Data START
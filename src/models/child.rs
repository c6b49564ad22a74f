use serde::{Deserialize, Serialize};

use crate::error::{LunchboxError, Result};
use crate::planner::constants::{MAX_PLAN_DAYS, MIN_PLAN_DAYS};

/// A child on the lunch roster.
///
/// Identity is positional within the roster; names need not be unique.
#[derive(Debug, Clone, PartialEq, Eq, Serialize, Deserialize)]
pub struct Child {
    pub name: String,

    pub age: u32,

    #[serde(default)]
    pub preferences: Vec<String>,

    #[serde(default)]
    pub allergies: Vec<String>,
}

impl Child {
    pub fn new(name: impl Into<String>, age: u32) -> Self {
        Self {
            name: name.into(),
            age,
            preferences: Vec::new(),
            allergies: Vec::new(),
        }
    }

    pub fn with_allergies(mut self, allergies: &[&str]) -> Self {
        self.allergies = allergies.iter().map(|a| a.to_string()).collect();
        self
    }

    pub fn with_preferences(mut self, preferences: &[&str]) -> Self {
        self.preferences = preferences.iter().map(|p| p.to_string()).collect();
        self
    }

    /// Allergies normalized to lowercase, blank entries dropped.
    pub fn normalized_allergies(&self) -> Vec<String> {
        normalize(&self.allergies)
    }

    /// Preferences normalized to lowercase, blank entries dropped.
    pub fn normalized_preferences(&self) -> Vec<String> {
        normalize(&self.preferences)
    }
}

fn normalize(values: &[String]) -> Vec<String> {
    values
        .iter()
        .map(|v| v.trim().to_lowercase())
        .filter(|v| !v.is_empty())
        .collect()
}

/// Inbound request for a lunchbox plan.
#[derive(Debug, Clone, Serialize, Deserialize)]
pub struct LunchboxRequest {
    #[serde(default)]
    pub children: Vec<Child>,

    #[serde(default)]
    pub days: u32,
}

impl LunchboxRequest {
    pub fn new(children: Vec<Child>, days: u32) -> Self {
        Self { children, days }
    }

    /// Reject an empty roster or a day count outside 1..=7.
    pub fn validate(&self) -> Result<()> {
        if self.children.is_empty() {
            return Err(LunchboxError::InvalidRequest(
                "At least one child must be specified".to_string(),
            ));
        }

        if !(MIN_PLAN_DAYS..=MAX_PLAN_DAYS).contains(&self.days) {
            return Err(LunchboxError::InvalidRequest(
                "Days must be between 1 and 7".to_string(),
            ));
        }

        Ok(())
    }
}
Data END
Task details -
Could you copy out every line in the listing where the word "crate" appears?

Result of this exercise -
use crate::error::{LunchboxError, Result};
use crate::planner::constants::{MAX_PLAN_DAYS, MIN_PLAN_DAYS};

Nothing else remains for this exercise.